* **Aim of the task**
Copy the records below word for word. Stop after the line that contains "import (import statement)".
━━━━━ Source data ━━━━━
impl TypeScriptResolutionContext {
    pub fn new(file_id: FileId) -> Self {
        Self {
            file_id,
            local_scope: HashMap::new(),
            hoisted_scope: HashMap::new(),
            module_symbols: HashMap::new(),
            imported_symbols: HashMap::new(),
            global_symbols: HashMap::new(),
            type_space: HashMap::new(),
            scope_stack: Vec::new(),
            imports: Vec::new(),
            qualified_names: HashMap::new(),
            namespace_aliases: HashMap::new(),
        }
    }

    /// Add an import (import statement)
    pub fn add_import(&mut self, path: String, alias: Option<String>) {
        self.imports.push((path, alias));
    }

    /// Record a namespace alias mapping (e.g., import * as React from 'react')
    pub fn add_namespace_alias(&mut self, alias: String, target_module: String) {
        self.namespace_aliases.insert(alias, target_module);
    }

    /// Add a qualified name binding for fast resolution (e.g., "Utils.helper" -> id)
    pub fn add_qualified_name(&mut self, qualified: String, symbol_id: SymbolId) {
        self.qualified_names.insert(qualified, symbol_id);
    }

    /// Add an imported symbol to the context
    ///
    /// This is called when an import is resolved to add the symbol to the appropriate space.
    /// Type-only imports go to the type space, others to imported_symbols.
    pub fn add_import_symbol(&mut self, name: String, symbol_id: SymbolId, is_type_only: bool) {
        if is_type_only {
            // Type-only imports are only available in type contexts
            self.type_space.insert(name, symbol_id);
        } else {
            // Regular imports are available everywhere
            self.imported_symbols.insert(name, symbol_id);
        }
    }

    /// Add a symbol with proper scope context
    ///
    /// This method uses the symbol's scope_context to determine proper placement.
    /// Functions are hoisted, let/const are block-scoped, var is function-scoped.
    pub fn add_symbol_with_context(
        &mut self,
        name: String,
        symbol_id: SymbolId,
        scope_context: Option<&crate::symbol::ScopeContext>,
    ) {
        use crate::symbol::ScopeContext;

        match scope_context {
            Some(ScopeContext::Local { hoisted: true, .. }) => {
                // Hoisted declarations (functions, var)
                self.hoisted_scope.insert(name, symbol_id);
            }
            Some(ScopeContext::Local { hoisted: false, .. }) => {
                // Block-scoped declarations (let, const, arrow functions)
                self.local_scope.insert(name, symbol_id);
            }
            Some(ScopeContext::ClassMember { .. }) => {
                // Class members go to local scope within the class
                self.local_scope.insert(name, symbol_id);
            }
            Some(ScopeContext::Parameter) => {
                // Function parameters are local
                self.local_scope.insert(name, symbol_id);
            }
            Some(ScopeContext::Module) => {
                // Module-level declarations
                self.module_symbols.insert(name, symbol_id);
            }
            Some(ScopeContext::Package) => {
                // Imported symbols
                self.imported_symbols.insert(name, symbol_id);
            }
            Some(ScopeContext::Global) => {
                // Global/ambient declarations
                self.global_symbols.insert(name, symbol_id);
            }
            None => {
                // Default to local scope if no context
                self.local_scope.insert(name, symbol_id);
            }
        }
    }
}
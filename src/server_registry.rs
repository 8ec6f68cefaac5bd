//! Peer-discovery file (`server.json`) and the spawn-exclusion lock
//! (`server.lock`) kept in the cache directory (spec §6 "External
//! interfaces", §5 "Spawn exclusion").

use std::fs::{self, OpenOptions};
use std::io::Write;
use std::path::{Path, PathBuf};
use std::time::Duration;

use serde::{Deserialize, Serialize};
use thiserror::Error;

#[derive(Debug, Error)]
pub enum ServerRegistryError {
    #[error(
        "another instance appears to be running for this workspace (pid {pid}); \
         remove '{lock_path}' if that process is gone"
    )]
    AlreadyRunning { pid: u32, lock_path: String },
    #[error("io error at '{path}': {source}")]
    Io { path: String, source: std::io::Error },
}

/// `server.json`: `{host, port, pid, ready, apiVersion}`, written by the
/// process holding the [`SpawnLock`] so sibling invocations (or an agent
/// shelling out repeatedly) can discover a running server instead of
/// spawning their own.
#[derive(Debug, Clone, Serialize, Deserialize)]
pub struct ServerInfo {
    pub host: String,
    pub port: u16,
    pub pid: u32,
    pub ready: bool,
    #[serde(rename = "apiVersion")]
    pub api_version: u32,
}

impl ServerInfo {
    pub fn write(&self, cache_dir: &Path) -> Result<(), ServerRegistryError> {
        let path = cache_dir.join("server.json");
        let body = serde_json::to_string_pretty(self).unwrap_or_default();
        fs::write(&path, body).map_err(|source| ServerRegistryError::Io {
            path: path.to_string_lossy().into_owned(),
            source,
        })
    }

    pub fn remove(cache_dir: &Path) {
        let _ = fs::remove_file(cache_dir.join("server.json"));
    }
}

/// RAII guard over `server.lock`: one writer per cache directory at a
/// time (spec §5 "Spawn exclusion"). Released on drop.
///
/// A lock file older than [`STALE_AFTER`] is reclaimed rather than left
/// to block forever, since this crate's dependency stack has no portable
/// `kill(pid, 0)` liveness probe to detect a crashed holder outright.
pub struct SpawnLock {
    path: PathBuf,
}

const STALE_AFTER: Duration = Duration::from_secs(24 * 60 * 60);

impl SpawnLock {
    pub fn acquire(cache_dir: &Path) -> Result<Self, ServerRegistryError> {
        let path = cache_dir.join("server.lock");
        match Self::try_create(&path) {
            Ok(()) => Ok(Self { path }),
            Err(ServerRegistryError::AlreadyRunning { pid, .. }) => {
                if Self::is_stale(&path) {
                    let _ = fs::remove_file(&path);
                    Self::try_create(&path)?;
                    Ok(Self { path })
                } else {
                    Err(ServerRegistryError::AlreadyRunning {
                        pid,
                        lock_path: path.to_string_lossy().into_owned(),
                    })
                }
            }
            Err(e) => Err(e),
        }
    }

    fn try_create(path: &Path) -> Result<(), ServerRegistryError> {
        match OpenOptions::new().write(true).create_new(true).open(path) {
            Ok(mut file) => {
                let _ = write!(file, "{}", std::process::id());
                Ok(())
            }
            Err(e) if e.kind() == std::io::ErrorKind::AlreadyExists => {
                let pid = fs::read_to_string(path)
                    .ok()
                    .and_then(|s| s.trim().parse().ok())
                    .unwrap_or(0);
                Err(ServerRegistryError::AlreadyRunning {
                    pid,
                    lock_path: path.to_string_lossy().into_owned(),
                })
            }
            Err(source) => Err(ServerRegistryError::Io {
                path: path.to_string_lossy().into_owned(),
                source,
            }),
        }
    }

    fn is_stale(path: &Path) -> bool {
        fs::metadata(path)
            .and_then(|m| m.modified())
            .ok()
            .and_then(|modified| modified.elapsed().ok())
            .map(|age| age > STALE_AFTER)
            .unwrap_or(false)
    }
}

impl Drop for SpawnLock {
    fn drop(&mut self) {
        let _ = fs::remove_file(&self.path);
    }
}

#[cfg(test)]
mod tests {
    use super::*;

    #[test]
    fn acquire_then_drop_releases_the_lock() {
        let dir = tempfile::tempdir().unwrap();
        {
            let _lock = SpawnLock::acquire(dir.path()).unwrap();
            assert!(dir.path().join("server.lock").exists());
        }
        assert!(!dir.path().join("server.lock").exists());
    }

    #[test]
    fn second_acquire_is_rejected_while_held() {
        let dir = tempfile::tempdir().unwrap();
        let _lock = SpawnLock::acquire(dir.path()).unwrap();
        let err = SpawnLock::acquire(dir.path()).unwrap_err();
        assert!(matches!(err, ServerRegistryError::AlreadyRunning { .. }));
    }

    #[test]
    fn stale_lock_is_reclaimed() {
        let dir = tempfile::tempdir().unwrap();
        let lock_path = dir.path().join("server.lock");
        let mut file = std::fs::File::create(&lock_path).unwrap();
        file.write_all(b"999999999").unwrap();
        let old = std::time::SystemTime::now() - STALE_AFTER - Duration::from_secs(60);
        file.set_modified(old).unwrap();
        drop(file);

        let _lock = SpawnLock::acquire(dir.path()).unwrap();
        assert!(lock_path.exists());
    }

    #[test]
    fn server_info_round_trips_through_json() {
        let dir = tempfile::tempdir().unwrap();
        let info = ServerInfo {
            host: "stdio".to_string(),
            port: 8888,
            pid: std::process::id(),
            ready: true,
            api_version: 1,
        };
        info.write(dir.path()).unwrap();
        let raw = fs::read_to_string(dir.path().join("server.json")).unwrap();
        let parsed: ServerInfo = serde_json::from_str(&raw).unwrap();
        assert_eq!(parsed.port, 8888);
        assert!(parsed.ready);

        ServerInfo::remove(dir.path());
        assert!(!dir.path().join("server.json").exists());
    }
}
//! Path utilities for module path computation
//!
//! Provides OS-agnostic path normalization for computing module paths from file paths.
//! All functions use `Path` APIs instead of string manipulation to handle
//! different path separators across operating systems.

use std::path::{Path, PathBuf};

/// Normalize a file path for module path computation.
///
/// Ensures the path is in a consistent format for `module_path_from_file`:
/// - If `file_path` is relative, prepends `workspace_root` to make it absolute
/// - If `file_path` is already absolute, returns it unchanged
///
/// This ensures language behaviors always receive paths in a consistent
/// coordinate system where `strip_prefix(workspace_root)` will work.
pub fn normalize_for_module_path(file_path: &Path, workspace_root: &Path) -> PathBuf {
    if file_path.is_relative() {
        workspace_root.join(file_path)
    } else {
        file_path.to_path_buf()
    }
}

/// Strip configured source roots from a path.
///
/// Attempts to strip each source root in order, returning the first match.
/// Uses `Path::strip_prefix` for OS-agnostic handling.
///
/// # Arguments
/// * `path` - The path to strip (should be relative to workspace root)
/// * `source_roots` - List of source root directories to try (e.g., `["src", "lib", "app"]`)
///
/// # Returns
/// The path with the source root stripped, or the original path if no match.
pub fn strip_source_root<'a>(path: &'a Path, source_roots: &[&str]) -> &'a Path {
    for root in source_roots {
        if let Ok(stripped) = path.strip_prefix(root) {
            return stripped;
        }
    }
    path
}

/// Strip configured source roots from a path, returning owned PathBuf.
///
/// Same as `strip_source_root` but returns an owned `PathBuf`.
pub fn strip_source_root_owned(path: &Path, source_roots: &[&str]) -> PathBuf {
    strip_source_root(path, source_roots).to_path_buf()
}

/// Strip file extension from a path string.
///
/// Extensions from the registry do NOT include the dot (e.g., "rs", "py").
/// Tries each extension in order and returns the first match.
///
/// # Arguments
/// * `path_str` - The path string to strip extension from
/// * `extensions` - List of extensions WITHOUT dots (e.g., `["rs"]`, `["py", "pyi"]`)
///
/// # Returns
/// The path with extension stripped, or original if no match.
pub fn strip_extension<'a>(path_str: &'a str, extensions: &[&str]) -> &'a str {
    for ext in extensions {
        // Build the suffix with dot (e.g., ".rs")
        let suffix = format!(".{ext}");
        if let Some(stripped) = path_str.strip_suffix(&suffix) {
            return stripped;
        }
    }
    path_str
}

#[cfg(test)]
mod tests {
    use super::*;

    #[test]
    fn test_normalize_relative_path() {
        let file_path = Path::new("src/foo/bar.rs");
        let workspace_root = Path::new("/home/user/workspace");

        let result = normalize_for_module_path(file_path, workspace_root);

        assert!(result.is_absolute());
        assert!(result.ends_with("src/foo/bar.rs"));
    }

    #[test]
    fn test_normalize_absolute_path() {
        let file_path = Path::new("/home/user/workspace/src/foo/bar.rs");
        let workspace_root = Path::new("/home/user/workspace");

        let result = normalize_for_module_path(file_path, workspace_root);

        assert_eq!(result, file_path);
    }

    #[test]
    fn test_strip_source_root_matches_first() {
        let path = Path::new("src/foo/bar.rs");
        let source_roots = &["src", "lib", "app"];

        let result = strip_source_root(path, source_roots);

        assert_eq!(result, Path::new("foo/bar.rs"));
    }

    #[test]
    fn test_strip_source_root_matches_second() {
        let path = Path::new("lib/utils/helper.rs");
        let source_roots = &["src", "lib", "app"];

        let result = strip_source_root(path, source_roots);

        assert_eq!(result, Path::new("utils/helper.rs"));
    }

    #[test]
    fn test_strip_source_root_no_match() {
        let path = Path::new("tests/integration.rs");
        let source_roots = &["src", "lib", "app"];

        let result = strip_source_root(path, source_roots);

        assert_eq!(result, path);
    }

    #[test]
    fn test_strip_source_root_empty_roots() {
        let path = Path::new("src/foo/bar.rs");
        let source_roots: &[&str] = &[];

        let result = strip_source_root(path, source_roots);

        assert_eq!(result, path);
    }

    #[test]
    fn test_strip_extension_simple() {
        assert_eq!(strip_extension("foo.rs", &["rs"]), "foo");
        assert_eq!(strip_extension("bar.py", &["py", "pyi"]), "bar");
    }

    #[test]
    fn test_strip_extension_compound_typescript() {
        // TypeScript declaration files - order matters, longer first
        let ts_extensions = &["d.ts", "tsx", "ts", "mts", "cts"];
        assert_eq!(strip_extension("types.d.ts", ts_extensions), "types");
        assert_eq!(strip_extension("component.tsx", ts_extensions), "component");
        assert_eq!(strip_extension("main.ts", ts_extensions), "main");
    }

    #[test]
    fn test_strip_extension_compound_php() {
        // PHP class files - order matters, longer first
        let php_extensions = &["class.php", "inc.php", "php", "inc"];
        assert_eq!(strip_extension("User.class.php", php_extensions), "User");
        assert_eq!(strip_extension("config.inc.php", php_extensions), "config");
        assert_eq!(strip_extension("index.php", php_extensions), "index");
    }

    #[test]
    fn test_strip_extension_no_match() {
        assert_eq!(strip_extension("README.md", &["rs", "py"]), "README.md");
        assert_eq!(strip_extension("no_extension", &["rs"]), "no_extension");
    }

    #[test]
    fn test_strip_extension_priority() {
        // First matching extension wins
        let extensions = &["ts", "d.ts"]; // Wrong order
        assert_eq!(strip_extension("types.d.ts", extensions), "types.d");

        // Correct order: longer extensions first
        let extensions = &["d.ts", "ts"];
        assert_eq!(strip_extension("types.d.ts", extensions), "types");
    }
}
━━━━━
* **Answer to this problem**
impl TypeScriptResolutionContext {
    pub fn new(file_id: FileId) -> Self {
        Self {
            file_id,
            local_scope: HashMap::new(),
            hoisted_scope: HashMap::new(),
            module_symbols: HashMap::new(),
            imported_symbols: HashMap::new(),
            global_symbols: HashMap::new(),
            type_space: HashMap::new(),
            scope_stack: Vec::new(),
            imports: Vec::new(),
            qualified_names: HashMap::new(),
            namespace_aliases: HashMap::new(),
        }
    }

    /// Add an import (import statement)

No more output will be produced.